Start of Dataset

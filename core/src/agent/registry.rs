use crate::error::ConfigError;
use crate::traits::{Tool, ToolResult, ToolSpec};
use std::sync::Arc;

/// An ordered set of tools. Each agent owns one holding exactly its
/// capability set.
#[derive(Clone, Default)]
pub struct ToolRegistry {
    tools: Vec<Arc<dyn Tool>>,
}

impl ToolRegistry {
    pub fn new() -> Self {
        Self::default()
    }

    pub fn from_tools(tools: impl IntoIterator<Item = Arc<dyn Tool>>) -> Self {
        let mut registry = Self::new();
        for tool in tools {
            registry.register(tool);
        }
        registry
    }

    /// Adds a tool, replacing any tool already registered under the same name.
    pub fn register(&mut self, tool: Arc<dyn Tool>) {
        self.tools.retain(|t| t.name() != tool.name());
        self.tools.push(tool);
    }

    pub fn get(&self, name: &str) -> Option<Arc<dyn Tool>> {
        self.tools.iter().find(|t| t.name() == name).cloned()
    }

    pub fn contains(&self, name: &str) -> bool {
        self.tools.iter().any(|t| t.name() == name)
    }

    pub fn names(&self) -> Vec<&str> {
        self.tools.iter().map(|t| t.name()).collect()
    }

    pub fn len(&self) -> usize {
        self.tools.len()
    }

    pub fn is_empty(&self) -> bool {
        self.tools.is_empty()
    }

    pub fn get_specs(&self) -> Vec<ToolSpec> {
        self.tools.iter().map(|t| t.spec()).collect()
    }

    /// Narrows the registry to `names` on behalf of `owner`. A name may be a
    /// tool name or a service name.
    pub fn scoped(&self, owner: &str, names: &[String]) -> Result<ToolRegistry, ConfigError> {
        let mut scoped = ToolRegistry::new();

        for name in names {
            if let Some(tool) = self.get(name) {
                scoped.register(tool);
                continue;
            }

            let by_service: Vec<_> = self
                .tools
                .iter()
                .filter(|t| t.service() == Some(name.as_str()))
                .cloned()
                .collect();
            if by_service.is_empty() {
                return Err(ConfigError::UnknownTool {
                    stage: owner.to_string(),
                    tool: name.clone(),
                });
            }
            for tool in by_service {
                scoped.register(tool);
            }
        }

        Ok(scoped)
    }

    pub async fn execute(&self, name: &str, args: serde_json::Value) -> ToolResult {
        match self.get(name) {
            Some(tool) => match tool.execute(args).await {
                Ok(result) => result,
                Err(e) => ToolResult::error(format!("Execution failed: {}", e)),
            },
            None => ToolResult::error(format!("Tool '{}' not found", name)),
        }
    }
}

End of Dataset

I need each line of the entries that holds the string "cloned" located and copied.

## Answer to this exercise
        self.tools.iter().find(|t| t.name() == name).cloned()
                .cloned()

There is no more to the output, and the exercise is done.